Round 2 Stream C: clinical evaluation of test-set probabilities

What this stream delivered

A CPU-only analysis tool that turns a file of pre-computed test-set probabilities into the clinical read-outs the Round 2 model review asks for. It runs no CV model and needs no GPU - it consumes sigmoid multilabel probabilities produced by another Round 2 stream and joins them back to the curated v1 manifest for subgroup analysis.

New files (all under src/training/scripts/eval/):

clinical_eval.py - the deliverable.
_synth_probs_for_test.py - a synthetic probabilities generator used only to self-test the harness end-to-end before real probabilities exist. Its output is never committed (writes to /tmp by default).

matplotlib>=3.8 was added to the eval optional-dependency group in src/training/pyproject.toml (the confusion-matrix and abstain-curve PNGs need it).

Input contract

clinical_eval.py reads exactly what a peer stream will produce:

~/.cache/dermadetect/round2/test_probs.parquet with columns image_uuid (str), patient_id (i64), diagnosis (str, true label), true_idx (i32, index into the ordered target-label list), and prob_0..prob_24 (f32 sigmoid probabilities for the 25 target classes).
~/.cache/dermadetect/round2/target_labels.json - JSON list of the 25 label strings in prob-column order.

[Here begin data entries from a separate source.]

mod cli;
mod commands;
mod logging;
mod settings_file;

use clap::Parser;

use crate::cli::Cli;
use crate::logging::LogDestination;

#[tokio::main]
async fn main() -> anyhow::Result<()> {
    let cli = Cli::parse();
    logging::initialize(
        LogDestination::from_log_file(cli.log_file.as_deref()),
        cli.verbose,
    );
    commands::execute(cli).await
}
use std::cmp::Ordering;
use std::collections::HashMap;
use std::fmt;
use std::str::FromStr;

use chrono::{DateTime, Utc};

/// Message identity as issued by the source, e.g. `1700000000.000100`.
///
/// Identities are unique within a channel and increase with time, so the
/// ordering compares the seconds and fractional parts numerically rather than
/// lexically (`"99.5"` sorts before `"100.1"`).
#[derive(Debug, Clone, PartialEq, Eq, Hash)]
pub struct MessageTs {
    raw: String,
    seconds: u64,
    micros: u32,
}

#[derive(Debug, Clone, PartialEq, Eq, thiserror::Error)]
#[error("invalid message timestamp {0:?}")]
pub struct ParseTsError(pub String);

impl MessageTs {
    pub fn parse(raw: &str) -> Result<Self, ParseTsError> {
        let invalid = || ParseTsError(raw.to_string());
        let (secs, frac) = raw.split_once('.').unwrap_or((raw, ""));
        if secs.is_empty() || !secs.bytes().all(|b| b.is_ascii_digit()) {
            return Err(invalid());
        }
        if !frac.bytes().all(|b| b.is_ascii_digit()) {
            return Err(invalid());
        }
        let seconds = secs.parse::<u64>().map_err(|_| invalid())?;

        // Normalise the fraction to microseconds; the source emits six digits.
        let mut micros: u32 = 0;
        for (i, digit) in frac.bytes().take(6).enumerate() {
            micros += u32::from(digit - b'0') * 10u32.pow(5 - i as u32);
        }

        Ok(Self {
            raw: raw.to_string(),
            seconds,
            micros,
        })
    }

    pub fn as_str(&self) -> &str {
        &self.raw
    }

    pub fn unix_micros(&self) -> i64 {
        (self.seconds as i64)
            .saturating_mul(1_000_000)
            .saturating_add(i64::from(self.micros))
    }

    pub fn to_utc(&self) -> Option<DateTime<Utc>> {
        DateTime::from_timestamp(self.seconds as i64, self.micros * 1_000)
    }
}

impl Ord for MessageTs {
    fn cmp(&self, other: &Self) -> Ordering {
        (self.seconds, self.micros)
            .cmp(&(other.seconds, other.micros))
            .then_with(|| self.raw.cmp(&other.raw))
    }
}

impl PartialOrd for MessageTs {
    fn partial_cmp(&self, other: &Self) -> Option<Ordering> {
        Some(self.cmp(other))
    }
}

impl FromStr for MessageTs {
    type Err = ParseTsError;

    fn from_str(s: &str) -> Result<Self, Self::Err> {
        Self::parse(s)
    }
}

impl fmt::Display for MessageTs {
    fn fmt(&self, f: &mut fmt::Formatter<'_>) -> fmt::Result {
        f.write_str(&self.raw)
    }
}

#[derive(Debug, Clone, PartialEq, Eq)]
pub struct Message {
    pub ts: MessageTs,
    pub channel_id: String,
    /// Absent on system messages.
    pub user_id: Option<String>,
    pub text: String,
    /// Identity of the top-level message this reply belongs to.
    pub thread_parent: Option<MessageTs>,
    pub reply_count: u32,
    pub kind: String,
    pub subtype: Option<String>,
}

impl Message {
    /// Joins, topic changes and other events carry a subtype or a non-message kind.
    pub fn is_conversational(&self) -> bool {
        self.kind == "message" && self.subtype.is_none()
    }

    pub fn starts_thread(&self) -> bool {
        self.thread_parent.is_none() && self.reply_count > 0
    }
}

/// Messages accumulated during one harvest, deduplicated by identity.
///
/// The first message seen for an identity is kept; later copies are ignored.
#[derive(Debug, Clone, Default)]
pub struct MessageSet {
    by_ts: HashMap<MessageTs, Message>,
}

impl MessageSet {
    pub fn new() -> Self {
        Self::default()
    }

    /// Returns `false` when the identity was already present.
    pub fn insert(&mut self, message: Message) -> bool {
        if self.by_ts.contains_key(&message.ts) {
            return false;
        }
        self.by_ts.insert(message.ts.clone(), message);
        true
    }

    /// Merges `messages` and returns how many were new.
    pub fn merge<I>(&mut self, messages: I) -> usize
    where
        I: IntoIterator<Item = Message>,
    {
        messages
            .into_iter()
            .map(|message| usize::from(self.insert(message)))
            .sum()
    }

    pub fn absorb(&mut self, other: MessageSet) -> usize {
        self.merge(other.by_ts.into_values())
    }

    pub fn len(&self) -> usize {
        self.by_ts.len()
    }

    pub fn is_empty(&self) -> bool {
        self.by_ts.is_empty()
    }

    pub fn contains(&self, ts: &MessageTs) -> bool {
        self.by_ts.contains_key(ts)
    }

    pub fn get(&self, ts: &MessageTs) -> Option<&Message> {
        self.by_ts.get(ts)
    }

    pub fn iter(&self) -> impl Iterator<Item = &Message> {
        self.by_ts.values()
    }

    /// Identities of top-level messages with replies, oldest first.
    pub fn thread_parents(&self) -> Vec<MessageTs> {
        let mut parents: Vec<MessageTs> = self
            .by_ts
            .values()
            .filter(|m| m.starts_thread())
            .map(|m| m.ts.clone())
            .collect();
        parents.sort();
        parents
    }

    pub fn into_sorted(self) -> Vec<Message> {
        let mut messages: Vec<Message> = self.by_ts.into_values().collect();
        messages.sort_by(|a, b| a.ts.cmp(&b.ts));
        messages
    }
}

impl FromIterator<Message> for MessageSet {
    fn from_iter<I: IntoIterator<Item = Message>>(iter: I) -> Self {
        let mut set = MessageSet::new();
        set.merge(iter);
        set
    }
}
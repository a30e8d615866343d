use std::collections::HashMap;

use engine_logging::{engine_debug, engine_warn};

use crate::retry::call_with_backoff;
use crate::source::HarvestContext;

/// Per-run memo of user id to display name.
///
/// Each id is looked up at most once. A failed lookup caches the raw id so
/// serialization never stalls on the same user twice.
#[derive(Debug, Clone, Default)]
pub struct UserNameCache {
    names: HashMap<String, String>,
    lookups: usize,
}

impl UserNameCache {
    pub fn new() -> Self {
        Self::default()
    }

    pub async fn resolve(&mut self, ctx: HarvestContext<'_>, user_id: &str) -> String {
        if let Some(name) = self.names.get(user_id) {
            return name.clone();
        }

        self.lookups += 1;
        let operation = format!("users.info[{user_id}]");
        let source = ctx.source;
        let name = match call_with_backoff(&ctx.pacing.backoff, &ctx.pacing.lookup, &operation, || {
            source.user_info(user_id)
        })
        .await
        {
            Ok(info) if !info.display_name.is_empty() => info.display_name,
            Ok(_) => user_id.to_string(),
            Err(err) => {
                engine_warn!("{}: falling back to raw id: {}", operation, err);
                user_id.to_string()
            }
        };

        engine_debug!("{} -> {}", operation, name);
        self.names.insert(user_id.to_string(), name.clone());
        name
    }

    /// Source calls made so far.
    pub fn lookups(&self) -> usize {
        self.lookups
    }

    pub fn len(&self) -> usize {
        self.names.len()
    }

    pub fn is_empty(&self) -> bool {
        self.names.is_empty()
    }
}
use harvest_core::{HarvestWindow, MessageTs};

use crate::gate::Pacing;
use crate::{ChannelInfo, MessagePage, SourceError, UserInfo};

/// The message API a harvest reads from.
///
/// Every call may fail with [`crate::FailureKind::RateLimited`]; callers go
/// through [`crate::call_with_backoff`] rather than calling these directly.
#[async_trait::async_trait]
pub trait MessageSource: Send + Sync {
    /// One page of top-level messages inside `window`.
    async fn list_history(
        &self,
        window: &HarvestWindow,
        cursor: Option<&str>,
    ) -> Result<MessagePage, SourceError>;

    /// One page of a thread, parent included.
    async fn list_replies(
        &self,
        channel_id: &str,
        thread_ts: &MessageTs,
        cursor: Option<&str>,
    ) -> Result<MessagePage, SourceError>;

    async fn channel_info(&self, channel_id: &str) -> Result<ChannelInfo, SourceError>;

    async fn user_info(&self, user_id: &str) -> Result<UserInfo, SourceError>;
}

/// Source handle plus the pacing rules every call must honour.
#[derive(Clone, Copy)]
pub struct HarvestContext<'a> {
    pub source: &'a dyn MessageSource,
    pub pacing: &'a Pacing,
}

impl<'a> HarvestContext<'a> {
    pub fn new(source: &'a dyn MessageSource, pacing: &'a Pacing) -> Self {
        Self { source, pacing }
    }
}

Probabilities are treated as sigmoid multilabel outputs: they need not sum to 1 and are used as-is for argmax / topk (top-1, top-3) and as the confidence score (max class prob). This matches the torch.sigmoid(...)[:, target_idx] convention in score_full_test.py.

What it produces

Outputs go to src/training/eval_output/clinical/ (gitignored):

Per-class precision / recall / F1 / support using the top-1 argmax over the 25 classes, as per_class_metrics.csv plus a printed table sorted by F1. Also reports overall top-1, top-3, macro-F1, balanced accuracy (mean per-class recall), and n.
25x25 row-normalized confusion matrix as confusion_matrix.csv and a confusion_matrix.png heatmap, plus the top ~15 most-confused ordered class pairs (true -> pred, off-diagonal) - the input to the taxonomy / “other”-class review.
Abstain / refer-to-specialist policy using max class prob as the confidence score. Sweeps the abstain threshold to produce an accuracy@coverage curve (abstain_curve.csv + .png), and reports the coverage achievable while holding covered-set top-1 (and top-3) at >= 90% and >= 95%, with the threshold for each.
Overprediction / error-sink analysis (overprediction.csv + a donor CSV): per class, predicted-count vs true-count and the overprediction ratio; classes ranked by the share of ALL top-1 false positives they absorb; and, for the #1 sink, the breakdown of which true classes are misfiled into it (as % of each donor class’s test images).
Tiered policy analysis (tiered_policy.csv): a 3-tier Confident / Possible / No-report policy split at the --tier-splits coverage percentiles (default 0.50,0.87), printing per-tier n / % / top-1 / top-3 and the single-decision outcome mix (confident-correct, confident-wrong, possible-in-top3, possible-miss, no-report).
Fairness / subgroup stratification by gender, an age bucket, and body site (location_primary), joining back to manifest.parquet on image_uuid. Subgroups below 50 support are shown but never flagged; a subgroup whose top-1 trails overall by

= 5 points is flagged LOW.

Fitzpatrick data gap (key finding)

Round 2 asks for Fitzpatrick-stratified accuracy, but this cannot be computed: the v1 manifest has no Fitzpatrick / skin-tone column (verified by listing all 45 manifest columns - none match fitzpatrick / skin_tone / ITA / phototype). The tool detects this automatically and prints a loud data-gap warning instead of silently skipping it.

Recommended remediation:

Capture Fitzpatrick at intake (patient self-report or clinician assessment) so future data supports the stratification directly; and/or
Derive an ITA-degree (Individual Typology Angle) skin-tone proxy from image pixels as a follow-up, on healthy perilesional skin, as an interim stand-in for Fitzpatrick.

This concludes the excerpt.